Nenhuma dessas capacidades funciona isoladamente. Uma pessoa de 72 anos que caminha todos os dias (manter-se activo) pode ganhar confiança para fazer uma viagem curta a sós (viajar sozinho). Para isso, talvez precise reservar hospedagem pela internet (tecnologia), acompanhar notícias locais (manter-se informado) e lidar com pequenos contratempos (aceitar mudanças). No caminho, pode aprender algumas frases de outro idioma (aprender de propósito) e voltar para casa com uma sensação ampliada do que ainda é possível (visão positiva).

Esse efeito em cadeia ajuda a explicar por que algumas pessoas parecem envelhecer “melhor” do que outras que começaram com condições de saúde semelhantes. Os hábitos alimentam uns aos outros e constroem uma resiliência que é física e psicológica.

Maneiras práticas de se avaliar aos 70 e além

Para quem está a chegar aos 70 - ou já passou -, estas perguntas funcionam mais como um check-in silencioso do que como um teste de desempenho:

  • Quando foi a última vez que você fez, pela internet, algo que nunca tinha tentado?
  • Você consegue elevar a frequência cardíaca com segurança algumas vezes por semana, caminhando ou em actividade equivalente?
  • Você acompanha ao menos duas fontes diferentes de notícias e, de vez em quando, questiona o que lê ou assiste?
  • Você se sentiria capaz de fazer uma viagem curta a sós, bem planeada, mesmo dentro do Brasil?
  • Você mudou de opinião sobre algo importante nos últimos anos?
  • Você está a aprender algo novo neste ano, ainda que de forma informal?
  • As pessoas ao seu redor descrevem você como alguém, em geral, bem-humorado ou esperançoso?
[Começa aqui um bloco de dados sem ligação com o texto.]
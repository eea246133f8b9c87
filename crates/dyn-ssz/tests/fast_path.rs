//! Agreement between the fixed-layout codec and the generic path, and
//! concurrent use of a shared engine.

#![expect(unused_crate_dependencies, reason = "test dependencies")]

use std::{sync::Arc, thread};

use proptest::prelude::*;
use strata_dyn_ssz::{DynSsz, FastOp};
use strata_test_utils_dyn_ssz::{
    default_engine, dyn_ssz_proptest, engine_with, fixtures::*, forced_dynamic, strategies::*,
};
use tree_hash::{Sha256Hasher, TreeHash};

mod checkpoint_header {
    use super::*;

    dyn_ssz_proptest!(CheckpointHeader, arb_checkpoint_header());
}

mod envelope {
    use super::*;

    dyn_ssz_proptest!(Envelope, arb_envelope());
}

mod balance_registry {
    use super::*;

    dyn_ssz_proptest!(BalanceRegistry, arb_balance_registry());
}

mod balance_registry_limited {
    use super::*;

    dyn_ssz_proptest!(
        BalanceRegistry,
        arb_balance_registry(),
        engine_with(&[("VALIDATOR_REGISTRY_LIMIT", 64)])
    );
}

mod mixed_struct {
    use super::*;

    dyn_ssz_proptest!(MixedStruct, arb_mixed_struct());
}

mod dyn_struct_vector {
    use super::*;

    dyn_ssz_proptest!(DynStructVector, arb_dyn_struct_vector());
}

mod nested_lists {
    use super::*;

    dyn_ssz_proptest!(NestedLists, arb_nested_lists());
}

mod historical_roots_minimal {
    use super::*;

    dyn_ssz_proptest!(
        HistoricalRoots,
        arb_historical_roots(4, 4),
        engine_with(&[("SLOTS_PER_HISTORICAL_ROOT", 4), ("SYNC_COMMITTEE_SIZE", 32)])
    );
}

proptest! {
    #[test]
    fn generic_root_matches_tree_hash(value in arb_envelope()) {
        let generic = forced_dynamic(&default_engine());
        let expected = TreeHash::<Sha256Hasher>::tree_hash_root(&value);
        prop_assert_eq!(generic.hash_tree_root(&value).unwrap(), expected.0);
    }

    #[test]
    fn generic_bytes_match_ssz_encode(value in arb_envelope()) {
        let generic = forced_dynamic(&default_engine());
        prop_assert_eq!(generic.marshal(&value).unwrap(), ssz::Encode::as_ssz_bytes(&value));
    }
}

#[test]
fn test_capabilities_detected_independently() {
    let engine = default_engine();

    let header = engine.fast_path_compatibility::<CheckpointHeader>().unwrap();
    assert!(header.allows(FastOp::Marshal));
    assert!(header.allows(FastOp::Unmarshal));
    assert!(header.allows(FastOp::HashRoot));

    // Primitives only wire up the byte codec.
    let word = engine.fast_path_compatibility::<u32>().unwrap();
    assert!(word.allows(FastOp::Marshal));
    assert!(word.allows(FastOp::Unmarshal));
    assert!(!word.allows(FastOp::HashRoot));

    let mixed = engine.fast_path_compatibility::<MixedStruct>().unwrap();
    assert!(!mixed.marshal && !mixed.unmarshal && !mixed.hash_root);
}

#[test]
fn test_forced_dynamic_config() {
    let engine = DynSsz::builder().force_dynamic(true).build().unwrap();
    assert!(engine.config().force_dynamic);

    // Eligibility is still reported; the config only skips delegation.
    let compat = engine.fast_path_compatibility::<CheckpointHeader>().unwrap();
    assert!(compat.allows(FastOp::Marshal));
}

#[test]
fn test_shared_engine_across_threads() {
    let engine = Arc::new(default_engine());
    let generic = Arc::new(forced_dynamic(&engine));
    let value = Envelope {
        seq: 7,
        header: CheckpointHeader {
            epoch: 1,
            l1_view_update_height: 2,
            terminal_slot: 3,
            terminal_blkid: [0xaa; 32],
            final_state_root: [0xbb; 32],
        },
        payload: vec![1, 2, 3].into(),
        acked: true,
        parents: vec![[0x11; 32], [0x22; 32]].into(),
    };
    let expected_bytes = ssz::Encode::as_ssz_bytes(&value);

    let handles: Vec<_> = (0..8)
        .map(|i| {
            let engine = engine.clone();
            let generic = generic.clone();
            let value = value.clone();
            thread::spawn(move || {
                // Odd threads go through the shared generic engine, so both
                // engines populate their caches concurrently.
                let (bytes, root) = if i % 2 == 0 {
                    (
                        engine.marshal(&value).unwrap(),
                        engine.hash_tree_root(&value).unwrap(),
                    )
                } else {
                    (
                        generic.marshal(&value).unwrap(),
                        generic.hash_tree_root(&value).unwrap(),
                    )
                };
                let desc = engine.type_descriptor::<Envelope>().unwrap();
                let generic_desc = generic.type_descriptor::<Envelope>().unwrap();
                (bytes, root, desc, generic_desc)
            })
        })
        .collect();

    let results: Vec<_> = handles.into_iter().map(|h| h.join().unwrap()).collect();
    let (_, first_root, first_desc, first_generic_desc) = &results[0];
    for (bytes, root, desc, generic_desc) in &results {
        assert_eq!(bytes, &expected_bytes);
        assert_eq!(root, first_root);
        assert!(Arc::ptr_eq(desc, first_desc));
        assert!(Arc::ptr_eq(generic_desc, first_generic_desc));
    }
    assert!(!Arc::ptr_eq(first_desc, first_generic_desc));
}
Não existe “nota máxima” aqui. Muita gente vai responder “não” em alguns pontos e “sim” em outros. O que realmente se destaca é a direcção: você ainda se empurra, aos poucos, em direcção ao crescimento - ou está a reduzir a própria vida para evitar desconforto?

Envelhecer bem não é fingir que o tempo não cobra preço. É perceber que, em algumas pessoas, o tempo parece lapidar qualidades que sempre estiveram lá: curiosidade, coragem, humor e gentileza. Se você ainda pratica esses sete hábitos exigentes aos 70, não está apenas “bem para a sua idade”. Está, discretamente, a ampliar o que essa idade pode significar para todos que observam.